EXERCISE:
Report back each line of the records that contains the string "JoinHandle".

DATASET EXCERPTS:
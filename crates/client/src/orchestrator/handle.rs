//! Caller-facing view of one in-flight request.

use http::{HeaderMap, Method};
use tokio::sync::{mpsc, oneshot, watch};
use tokio::task::JoinHandle;

use crate::{Error, Response};

/// What was handed to the transport.
#[derive(Debug, Clone)]
pub struct Dispatched {
    pub method: Method,
    pub url: String,
    pub headers: HeaderMap,
}

/// Handle to a request running on its own task.
///
/// The request keeps running when the handle is dropped; only [`RequestHandle::abort`]
/// stops it.
#[derive(Debug)]
pub struct RequestHandle {
    pub(super) dispatched: Option<oneshot::Receiver<Dispatched>>,
    pub(super) outcome: Option<oneshot::Receiver<Result<Response, Error>>>,
    pub(super) notices: mpsc::UnboundedReceiver<Error>,
    pub(super) abort: watch::Sender<bool>,
    pub(super) task: Option<JoinHandle<()>>,
}

impl RequestHandle {
    /// Wait until the transport has been called.
    ///
    /// Resolves to `None` when the request finishes without a network call, such as a
    /// fresh cache hit or a failed lookup.
    pub async fn dispatched(&mut self) -> Option<Dispatched> {
        self.dispatched.take()?.await.ok()
    }

    /// Wait for the terminal outcome. It is produced exactly once; later calls fail.
    pub async fn response(&mut self) -> Result<Response, Error> {
        let Some(outcome) = self.outcome.take() else {
            return Err(Error::request("response already taken"));
        };
        match outcome.await {
            Ok(result) => result,
            Err(_) => Err(Error::request("request task ended without a response")),
        }
    }

    /// Abort the request. Nothing is stored afterwards.
    pub fn abort(&self) {
        self.abort.send_replace(true);
    }

    /// Next non-fatal cache error, or `None` once the request has finished.
    pub async fn next_notice(&mut self) -> Option<Error> {
        self.notices.recv().await
    }

    /// Wait for all background storage work and collect the pending notices.
    pub async fn settled(mut self) -> Vec<Error> {
        if let Some(task) = self.task.take()
            && let Err(e) = task.await
        {
            tracing::warn!(error = %e, "Request task failed");
        }

        let mut notices = Vec::new();
        while let Ok(notice) = self.notices.try_recv() {
            notices.push(notice);
        }
        notices
    }
}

RESPONSE FOR THIS EXERCISE:
use tokio::task::JoinHandle;
    pub(super) task: Option<JoinHandle<()>>,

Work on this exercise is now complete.